だから今日はあのダサい私服じゃなくて、ジャージなんだ。 瀬見はパンたちを覗きこみながら「うまそー」と言っている。

「で、どれ?」
「何が?」
「おまえが作ったやつ。」
「え、これだけど。」
「じゃあ、それにするわ。」

どうしてそんなに嬉しそうに笑うんだろう。やめてほしい。 せっかく正確にリズムを刻んでた心臓が乱れておかしくなってしまう。 きっともう来ないだろうなと気を抜いていたが、それは間違いだったと次の日になって気づく。 彼はまた現れた。1度食べたら満足すると思っていたのに。 次の日もその次の日も毎日毎日飽きずにやってくる。ロードワークの途中なんでしょう、 と思って走っている姿を想像するとどうもパンの入った紙袋を提げて持って帰るのは 走りにくいのではないだろうかという考えに行き着いた。 わたしのせいでロードワークに集中できなかったとか言われたくない。

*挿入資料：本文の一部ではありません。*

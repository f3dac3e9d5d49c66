// File: crates/chart-render/src/series.rs
// Summary: Line series model with per-point marker styling.

#[derive(Clone, Copy, Debug, PartialEq, Eq)]
pub enum Marker {
    None,
    Circle,
}

#[derive(Clone)]
pub struct LineSeries {
    pub points: Vec<(f64, f64)>,
    pub marker: Marker,
    pub marker_radius: f32,
}

impl LineSeries {
    pub fn new(points: Vec<(f64, f64)>) -> Self {
        Self { points, marker: Marker::None, marker_radius: 4.0 }
    }

    /// Build a series from parallel x and y slices.
    /// Invariant: both slices have the same length.
    pub fn from_xy(xs: &[f64], ys: &[f64]) -> Result<Self, &'static str> {
        if xs.len() != ys.len() { return Err("x and y lengths differ"); }
        Ok(Self::new(xs.iter().copied().zip(ys.iter().copied()).collect()))
    }

    pub fn with_marker(mut self, marker: Marker) -> Self {
        self.marker = marker;
        self
    }

    pub fn with_marker_radius(mut self, radius: f32) -> Self {
        self.marker_radius = radius.max(0.5);
        self
    }
}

「ねえ、そんなにパンが好きなら学校に持っていくよ?余ったやつとかならタダだし。」
「それじゃ意味ないから。」
「え?」
「俺はおまえが作ったパンが食いたいんだっつーの!それに学校じゃその格好見れねーじゃん。」

なに、そのプロポーズみたいな言い回し。なんで、わたしの格好見に来てるとか言うの。 期待してしまうじゃないか。完全に彼のペースに乗せられてしまう。 だめだだめだ、赤くなっちゃだめ。瀬見のダサい私服思い出して何とか必死に食い止めようとするも、 そう思えば思うほど歯止めがきかなくなる。

「顔、赤いけど?」
「うるさい!」
「なあ、。俺が毎日来てる理由分かるか?」
「…わかんない。」

顔を見られたくなくて両手で隠しても、すぐに掴まれてあばかれる。 瀬見の手、バレーしてる手、テーピングが巻かれてるけどきれいに手入れされた指先。 触れたものを全て溶かしてしまうような熱い指先。

「俺、おまえのことが好きなんだ。」

積み重なったわたしの意地っ張りな壁が崩れていく音がする。チャラくない。分かってる。 ただ本当に思ったことを言ってるだけ。わたし、ずっとずっとそうやって言われるの嬉しかった。


…………


「おまえが作ったパンが食べたい」だなんて、それお前が作った味噌汁が食べたいと一緒だから、 と思い1人笑みをこぼす。朝が好き。あなたが会いにくる朝が好き。 そう言ったらどんな顔をするんだろう。 照れながら嬉しそうに笑う顔を想いながらわたしは今日もパンが焼ける音を待つ。